- **Record extracts**
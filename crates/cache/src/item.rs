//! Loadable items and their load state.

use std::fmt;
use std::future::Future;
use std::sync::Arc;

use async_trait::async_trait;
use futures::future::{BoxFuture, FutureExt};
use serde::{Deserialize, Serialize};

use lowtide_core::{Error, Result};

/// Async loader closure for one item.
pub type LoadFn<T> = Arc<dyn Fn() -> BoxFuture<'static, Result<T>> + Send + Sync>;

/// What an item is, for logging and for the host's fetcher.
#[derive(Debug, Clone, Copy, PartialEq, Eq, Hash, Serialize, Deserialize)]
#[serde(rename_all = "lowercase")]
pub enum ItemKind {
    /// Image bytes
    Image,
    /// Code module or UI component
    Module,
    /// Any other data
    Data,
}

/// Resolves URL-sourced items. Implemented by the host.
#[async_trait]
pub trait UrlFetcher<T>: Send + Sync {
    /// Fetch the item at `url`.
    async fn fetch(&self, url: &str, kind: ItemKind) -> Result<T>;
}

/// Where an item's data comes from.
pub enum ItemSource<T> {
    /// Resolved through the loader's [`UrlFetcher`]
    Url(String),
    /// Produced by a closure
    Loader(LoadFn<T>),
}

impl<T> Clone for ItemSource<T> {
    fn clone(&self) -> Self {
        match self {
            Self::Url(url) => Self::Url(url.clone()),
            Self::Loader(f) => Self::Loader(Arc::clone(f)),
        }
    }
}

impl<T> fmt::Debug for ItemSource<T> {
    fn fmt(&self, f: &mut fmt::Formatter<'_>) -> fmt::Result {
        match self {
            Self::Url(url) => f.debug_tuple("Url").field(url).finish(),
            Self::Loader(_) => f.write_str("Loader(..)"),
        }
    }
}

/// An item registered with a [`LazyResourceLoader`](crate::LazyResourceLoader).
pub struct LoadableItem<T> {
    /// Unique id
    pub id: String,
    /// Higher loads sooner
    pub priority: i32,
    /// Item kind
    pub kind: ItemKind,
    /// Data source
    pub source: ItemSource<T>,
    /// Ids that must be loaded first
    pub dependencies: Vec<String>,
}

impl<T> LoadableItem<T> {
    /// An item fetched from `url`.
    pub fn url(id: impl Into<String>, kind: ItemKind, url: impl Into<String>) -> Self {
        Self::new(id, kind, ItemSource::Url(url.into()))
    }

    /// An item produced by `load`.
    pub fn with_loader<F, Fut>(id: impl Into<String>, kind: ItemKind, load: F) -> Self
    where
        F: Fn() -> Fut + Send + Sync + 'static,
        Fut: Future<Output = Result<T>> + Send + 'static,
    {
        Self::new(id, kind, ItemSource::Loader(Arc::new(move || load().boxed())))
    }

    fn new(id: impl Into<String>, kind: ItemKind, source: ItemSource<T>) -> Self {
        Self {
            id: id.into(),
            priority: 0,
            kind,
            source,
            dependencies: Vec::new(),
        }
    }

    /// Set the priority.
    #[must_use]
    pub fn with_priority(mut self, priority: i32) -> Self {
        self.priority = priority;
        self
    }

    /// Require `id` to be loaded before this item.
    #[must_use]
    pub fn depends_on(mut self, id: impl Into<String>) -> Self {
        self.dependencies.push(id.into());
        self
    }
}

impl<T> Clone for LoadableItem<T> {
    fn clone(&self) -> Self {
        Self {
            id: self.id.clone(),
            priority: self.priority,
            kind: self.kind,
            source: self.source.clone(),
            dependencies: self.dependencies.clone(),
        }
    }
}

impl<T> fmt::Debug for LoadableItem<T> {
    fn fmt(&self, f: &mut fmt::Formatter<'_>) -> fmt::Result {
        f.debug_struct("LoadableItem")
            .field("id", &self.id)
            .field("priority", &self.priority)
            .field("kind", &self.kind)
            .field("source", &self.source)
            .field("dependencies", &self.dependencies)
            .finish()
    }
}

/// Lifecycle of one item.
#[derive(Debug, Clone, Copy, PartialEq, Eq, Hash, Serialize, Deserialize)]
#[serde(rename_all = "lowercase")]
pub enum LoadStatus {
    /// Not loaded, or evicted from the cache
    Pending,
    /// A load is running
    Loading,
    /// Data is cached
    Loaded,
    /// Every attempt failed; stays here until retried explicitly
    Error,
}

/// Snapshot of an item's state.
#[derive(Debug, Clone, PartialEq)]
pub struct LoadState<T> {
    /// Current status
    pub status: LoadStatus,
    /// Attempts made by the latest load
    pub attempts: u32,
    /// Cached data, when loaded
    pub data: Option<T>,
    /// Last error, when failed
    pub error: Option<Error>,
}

- **Problem statement**
Go through the data and show every line where "from" occurs.

- **Answer box**
/// Where an item's data comes from.
    /// An item fetched from `url`.
    /// Not loaded, or evicted from the cache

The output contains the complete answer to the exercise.